**What the task requires:**
Below are records; please set down exactly the lines from the first through the one containing "pub enum MetricsError".

Stored data entries:
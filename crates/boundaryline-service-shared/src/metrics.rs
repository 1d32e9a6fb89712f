//! Prometheus metrics infrastructure for the API service.
//!
//! [`init_metrics`] installs the Prometheus recorder at startup and
//! [`metrics_handler`] serves the exposition text on `/metrics`. Business
//! helpers cover the read path: query filters used, result counts, cache
//! and throttle outcomes.

use metrics_exporter_prometheus::{PrometheusBuilder, PrometheusHandle};
use once_cell::sync::OnceCell;
use serde::{Deserialize, Serialize};

/// Global Prometheus handle for rendering metrics.
static PROMETHEUS_HANDLE: OnceCell<PrometheusHandle> = OnceCell::new();

/// Configuration for the metrics system.
#[derive(Debug, Clone, Serialize, Deserialize)]
pub struct MetricsConfig {
    /// Whether metrics collection is enabled.
    pub enabled: bool,
    /// Path for the metrics endpoint.
    pub path: String,
}

impl Default for MetricsConfig {
    fn default() -> Self {
        Self {
            enabled: true,
            path: "/metrics".to_string(),
        }
    }
}

impl MetricsConfig {
    /// Create configuration from `METRICS_ENABLED` / `METRICS_PATH`.
    pub fn from_env() -> Self {
        let enabled = std::env::var("METRICS_ENABLED")
            .map(|v| v.to_lowercase() != "false")
            .unwrap_or(true);
        let path = std::env::var("METRICS_PATH").unwrap_or_else(|_| "/metrics".to_string());

        Self { enabled, path }
    }
}

/// Errors that can occur during metrics initialization.
#[derive(Debug, Clone)]
pub enum MetricsError {
    /// Metrics are disabled in configuration.
    Disabled,
    /// The recorder has already been installed.
    AlreadyInitialized,
    /// The Prometheus builder failed to install.
    InstallFailed(String),
}

impl std::fmt::Display for MetricsError {
    fn fmt(&self, f: &mut std::fmt::Formatter<'_>) -> std::fmt::Result {
        match self {
            MetricsError::Disabled => write!(f, "metrics are disabled"),
            MetricsError::AlreadyInitialized => write!(f, "metrics recorder already initialized"),
            MetricsError::InstallFailed(e) => {
                write!(f, "failed to install metrics recorder: {}", e)
            }
        }
    }
}

impl std::error::Error for MetricsError {}

/// Install the Prometheus metrics recorder. Call once at startup.
pub fn init_metrics(config: &MetricsConfig) -> Result<(), MetricsError> {
    if !config.enabled {
        return Err(MetricsError::Disabled);
    }

    let handle = PrometheusBuilder::new()
        .install_recorder()
        .map_err(|e| MetricsError::InstallFailed(e.to_string()))?;

    PROMETHEUS_HANDLE
        .set(handle)
        .map_err(|_| MetricsError::AlreadyInitialized)?;

    Ok(())
}

/// Axum handler for the metrics endpoint, in Prometheus exposition format.
pub async fn metrics_handler() -> String {
    PROMETHEUS_HANDLE
        .get()
        .map(|h| h.render())
        .unwrap_or_else(|| "# Metrics not initialized\n".to_string())
}

// =============================================================================
// Business metrics helpers
// =============================================================================

/// Record one executed boundary query, labeled by the filter that drove it.
pub fn record_boundary_query(filter: &str) {
    metrics::counter!(
        "boundaryline_queries_total",
        "filter" => filter.to_string()
    )
    .increment(1);
}

/// Record the number of boundaries a query matched.
pub fn record_boundaries_matched(count: usize, filter: &str) {
    metrics::histogram!(
        "boundaryline_boundaries_matched",
        "filter" => filter.to_string()
    )
    .record(count as f64);
}

/// Record a response cache hit or miss for an endpoint.
pub fn record_cache_lookup(endpoint: &str, hit: bool) {
    metrics::counter!(
        "boundaryline_cache_lookups_total",
        "endpoint" => endpoint.to_string(),
        "outcome" => if hit { "hit" } else { "miss" }
    )
    .increment(1);
}

/// Record a request rejected by the throttle gate.
pub fn record_request_throttled() {
    metrics::counter!("boundaryline_requests_throttled_total").increment(1);
}

#[cfg(test)]
mod tests {
    use super::*;

    #[test]
    fn test_metrics_config_default() {
        let config = MetricsConfig::default();
        assert!(config.enabled);
        assert_eq!(config.path, "/metrics");
    }

    #[test]
    fn test_metrics_handler_uninitialized_output() {
        let rt = tokio::runtime::Runtime::new().unwrap();
        let output = rt.block_on(async { metrics_handler().await });
        assert!(output.contains('#') || output.is_empty());
    }

    #[test]
    fn test_business_metric_helpers_do_not_panic() {
        record_boundary_query("contains");
        record_boundaries_matched(3, "near");
        record_cache_lookup("boundary_list", true);
        record_cache_lookup("boundary_list", false);
        record_request_throttled();
    }

    #[test]
    fn test_metrics_error_display() {
        assert_eq!(MetricsError::Disabled.to_string(), "metrics are disabled");
        assert!(MetricsError::InstallFailed("boom".to_string())
            .to_string()
            .contains("boom"));
    }
}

**Output of the task:**
filename crates/boundaryline-service-shared/src/metrics.rs
repository 1d32e9a6fb89712f
//! Prometheus metrics infrastructure for the API service.
//!
//! [`init_metrics`] installs the Prometheus recorder at startup and
//! [`metrics_handler`] serves the exposition text on `/metrics`. Business
//! helpers cover the read path: query filters used, result counts, cache
//! and throttle outcomes.

use metrics_exporter_prometheus::{PrometheusBuilder, PrometheusHandle};
use once_cell::sync::OnceCell;
use serde::{Deserialize, Serialize};

/// Global Prometheus handle for rendering metrics.
static PROMETHEUS_HANDLE: OnceCell<PrometheusHandle> = OnceCell::new();

/// Configuration for the metrics system.
#[derive(Debug, Clone, Serialize, Deserialize)]
pub struct MetricsConfig {
    /// Whether metrics collection is enabled.
    pub enabled: bool,
    /// Path for the metrics endpoint.
    pub path: String,
}

impl Default for MetricsConfig {
    fn default() -> Self {
        Self {
            enabled: true,
            path: "/metrics".to_string(),
        }
    }
}

impl MetricsConfig {
    /// Create configuration from `METRICS_ENABLED` / `METRICS_PATH`.
    pub fn from_env() -> Self {
        let enabled = std::env::var("METRICS_ENABLED")
            .map(|v| v.to_lowercase() != "false")
            .unwrap_or(true);
        let path = std::env::var("METRICS_PATH").unwrap_or_else(|_| "/metrics".to_string());

        Self { enabled, path }
    }
}

/// Errors that can occur during metrics initialization.
#[derive(Debug, Clone)]
pub enum MetricsError {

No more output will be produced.